Franco laissa tomber le document et se tourna vers Jessica.

« Si… si je suis stérile… alors… qui est le père de l’enfant que tu portes ? »

Jessica blêmit.

« C-Ce test est faux ! Valérie ment ! Elle est jalouse ! » cria-t-elle.

Je ris doucement.

« Faux ? J’ai également engagé un détective privé. Sais-tu avec qui Jessica discute chaque soir ? Son coach sportif. »

Je lançai en l’air des photos. Elles retombèrent autour de nous, montrant Jessica enlacée avec un autre homme.

« Non ! » hurla Doña Matilda. « Mon petit-fils ! »

Franco, hors de lui, se rua vers Jessica.

« Tu m’as menti ?! Je t’ai tout donné ! Et tu portes l’enfant d’un autre ?! »

« Je suis désolée ! Je pensais que tu ne découvrirais jamais la vérité ! » sanglotait-elle.

Doña Matilda la gifla violemment.

Le chaos éclata. Cris, larmes, accusations. Jessica fut expulsée sous les yeux des invités.

Au milieu de cette tempête, je descendis calmement de la scène.

Franco accourut vers moi, les yeux emplis de panique.
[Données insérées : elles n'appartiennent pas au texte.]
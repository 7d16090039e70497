use anchor_lang::prelude::*;

pub const MAX_BATCH_STEPS: usize = 8;

/// Provisioner configuration. The registry program is the verification
/// source consulted at wallet creation and can be swapped by the admin,
/// so provisioning is not hard-wired to one registry deployment.
#[account]
#[derive(InitSpace)]
pub struct WalletConfig {
    pub admin: Pubkey,
    /// Program expected to own creator verification records
    pub registry_program: Pubkey,
    pub bump: u8,
}

/// Execution wallet bound to one owner. Holds no balance state of its
/// own; its sole capability is pass-through execution signed with the
/// wallet PDA seeds.
#[account]
#[derive(InitSpace)]
pub struct Wallet {
    pub owner: Pubkey,
    pub created_at: i64,
    pub bump: u8,
}

/// Explicit provisioning grant, independent of verification status.
/// Account existence is the grant.
#[account]
#[derive(InitSpace)]
pub struct WalletAuthorization {
    pub creator: Pubkey,
    pub bump: u8,
}

/// One step of a batched execution: the step's instruction data and how
/// many of the remaining accounts it consumes. Each step's accounts are
/// preceded by its target program account.
#[derive(AnchorSerialize, AnchorDeserialize, Clone, Debug)]
pub struct BatchStep {
    pub num_accounts: u8,
    pub data: Vec<u8>,
}

impl BatchStep {
    /// Remaining accounts this step consumes, its target program
    /// included.
    pub fn span(&self) -> usize {
        1 + self.num_accounts as usize
    }
}

impl WalletConfig {
    pub const SEED_PREFIX: &'static [u8] = b"config";
}

impl Wallet {
    pub const SEED_PREFIX: &'static [u8] = b"wallet";
}

impl WalletAuthorization {
    pub const SEED_PREFIX: &'static [u8] = b"auth";
}

#[cfg(test)]
mod tests {
    use super::*;

    fn step(num_accounts: u8) -> BatchStep {
        BatchStep {
            num_accounts,
            data: vec![],
        }
    }

    #[test]
    fn step_spans_locate_each_target_program() {
        // Steps consuming 2, 0, and 3 accounts place their target
        // programs at remaining-account offsets 0, 3, and 4.
        let steps = [step(2), step(0), step(3)];
        let mut cursor = 0usize;
        let mut targets = Vec::new();
        for step in &steps {
            targets.push(cursor);
            cursor += step.span();
        }
        assert_eq!(targets, vec![0, 3, 4]);
        assert_eq!(cursor, 8);
    }
}
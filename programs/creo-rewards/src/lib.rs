pub mod error;
pub mod events;
pub mod instructions;
pub mod merkle;
pub mod state;

use anchor_lang::prelude::*;
use instructions::*;

declare_id!("GbPPyhJFb1j31xsqBxxU9TvCPJcdZq6fQbsdVWoXnr76");

/// Creo Reward Campaign Engine
///
/// Funds and distributes creator-ledger tokens to third parties. A
/// campaign escrows its full budget at creation and pays out either by
/// operator batch push or by Merkle-proof self-service claims; the
/// escrow and per-claimant claim records guarantee the budget is never
/// exceeded and no one claims twice.
#[program]
pub mod creo_rewards {
    use super::*;

    /// Open and fully fund a campaign against the signer's own ledger.
    pub fn create_campaign(
        ctx: Context<CreateCampaign>,
        campaign_id: u64,
        total_amount: u64,
        duration_secs: i64,
        merkle_root: [u8; 32],
        operator: Pubkey,
        description: String,
    ) -> Result<()> {
        instructions::create_campaign::handler(
            ctx,
            campaign_id,
            total_amount,
            duration_secs,
            merkle_root,
            operator,
            description,
        )
    }

    /// Push a batch of payouts, all-or-nothing. Operator-only.
    pub fn batch_distribute<'info>(
        ctx: Context<'_, '_, 'info, 'info, BatchDistribute<'info>>,
        amounts: Vec<u64>,
        reasons: Vec<String>,
    ) -> Result<()> {
        instructions::batch_distribute::handler(ctx, amounts, reasons)
    }

    /// Claim a committed allocation with a Merkle proof. At most one
    /// claim per (campaign, claimant).
    pub fn claim_reward(
        ctx: Context<ClaimReward>,
        amount: u64,
        reason: String,
        proof: Vec<[u8; 32]>,
    ) -> Result<()> {
        instructions::claim_reward::handler(ctx, amount, reason, proof)
    }

    /// Proof-free single payout for corrections. Operator-only,
    /// budget-capped.
    pub fn emergency_distribute(
        ctx: Context<EmergencyDistribute>,
        amount: u64,
        reason: String,
    ) -> Result<()> {
        instructions::emergency_distribute::handler(ctx, amount, reason)
    }

    /// Return un-distributed escrow to the funder after expiry.
    pub fn withdraw_remaining(ctx: Context<WithdrawRemaining>) -> Result<()> {
        instructions::withdraw_remaining::handler(ctx)
    }

    /// Pause or resume the campaign. Operator-only.
    pub fn set_campaign_active(ctx: Context<SetCampaignActive>, active: bool) -> Result<()> {
        instructions::set_campaign_active::handler(ctx, active)
    }
}
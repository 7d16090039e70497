use anchor_lang::prelude::*;

use crate::error::RegistryError;
use crate::state::RegistryConfig;

pub fn set_oracle(ctx: Context<RotateAuthority>, new_oracle: Pubkey) -> Result<()> {
    let config = &mut ctx.accounts.config;
    let previous = config.oracle;
    config.oracle = new_oracle;

    emit!(OracleRotated {
        previous,
        current: new_oracle,
    });

    Ok(())
}

pub fn set_admin(ctx: Context<RotateAuthority>, new_admin: Pubkey) -> Result<()> {
    let config = &mut ctx.accounts.config;
    let previous = config.admin;
    config.admin = new_admin;

    emit!(AdminRotated {
        previous,
        current: new_admin,
    });

    Ok(())
}

#[derive(Accounts)]
pub struct RotateAuthority<'info> {
    pub admin: Signer<'info>,

    #[account(
        mut,
        seeds = [RegistryConfig::SEED_PREFIX],
        bump = config.bump,
        constraint = config.admin == admin.key() @ RegistryError::UnauthorizedAdmin,
    )]
    pub config: Account<'info, RegistryConfig>,
}

#[event]
pub struct OracleRotated {
    pub previous: Pubkey,
    pub current: Pubkey,
}

#[event]
pub struct AdminRotated {
    pub previous: Pubkey,
    pub current: Pubkey,
}
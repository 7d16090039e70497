use anchor_lang::prelude::*;

#[error_code]
pub enum RewardsError {
    #[msg("Unauthorized signer for this campaign operation")]
    Unauthorized,

    #[msg("Invalid or mismatched-length arguments")]
    InvalidInput,

    #[msg("Batch is empty")]
    EmptyBatch,

    #[msg("Too many recipients in a single batch")]
    BatchTooLarge,

    #[msg("Distribution would exceed the campaign budget")]
    CampaignExhausted,

    #[msg("Campaign is paused or past its end time")]
    CampaignInactive,

    #[msg("Campaign has not ended yet")]
    CampaignNotEnded,

    #[msg("Campaign is push-only and does not accept claims")]
    ClaimsDisabled,

    #[msg("Merkle proof does not match the campaign root")]
    InvalidProof,

    #[msg("Arithmetic overflow")]
    ArithmeticOverflow,

    #[msg("Token account does not match the campaign mint")]
    InvalidRecipientMint,

    #[msg("Mint does not match the funding ledger")]
    InvalidMint,
}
« Valérie… pardonne-moi… Je ne savais pas que le problème venait de moi… »

Je retirai ma main.

« Ne me touche pas. C’est fini. Mon avocat a déjà été contacté. En raison de ton infidélité et de tes humiliations, je demande l’annulation. Et selon notre contrat prénuptial — puisque tu as trompé ton épouse — je récupère la moitié de tes biens. Prépare-toi. »

« Je t’aime ! »

« Non. Tu n’as jamais aimé que l’idée d’un héritier. Maintenant que tu sais que tu n’en auras jamais, tu n’as plus rien à m’offrir. Adieu, Franco. »

Je lui tournai le dos. Je quittai le manoir, la fête, les regards, et cet homme qui m’avait brisée.

Derrière moi, j’entendais les cris et les objets qu’on fracassait.

La fête qui devait célébrer un commencement marqua la fin de leur illusion.

Et moi ?

J’étais enfin libre.

Et pour la première fois, j’avais prouvé que je n’étais pas celle qui manquait de quelque chose.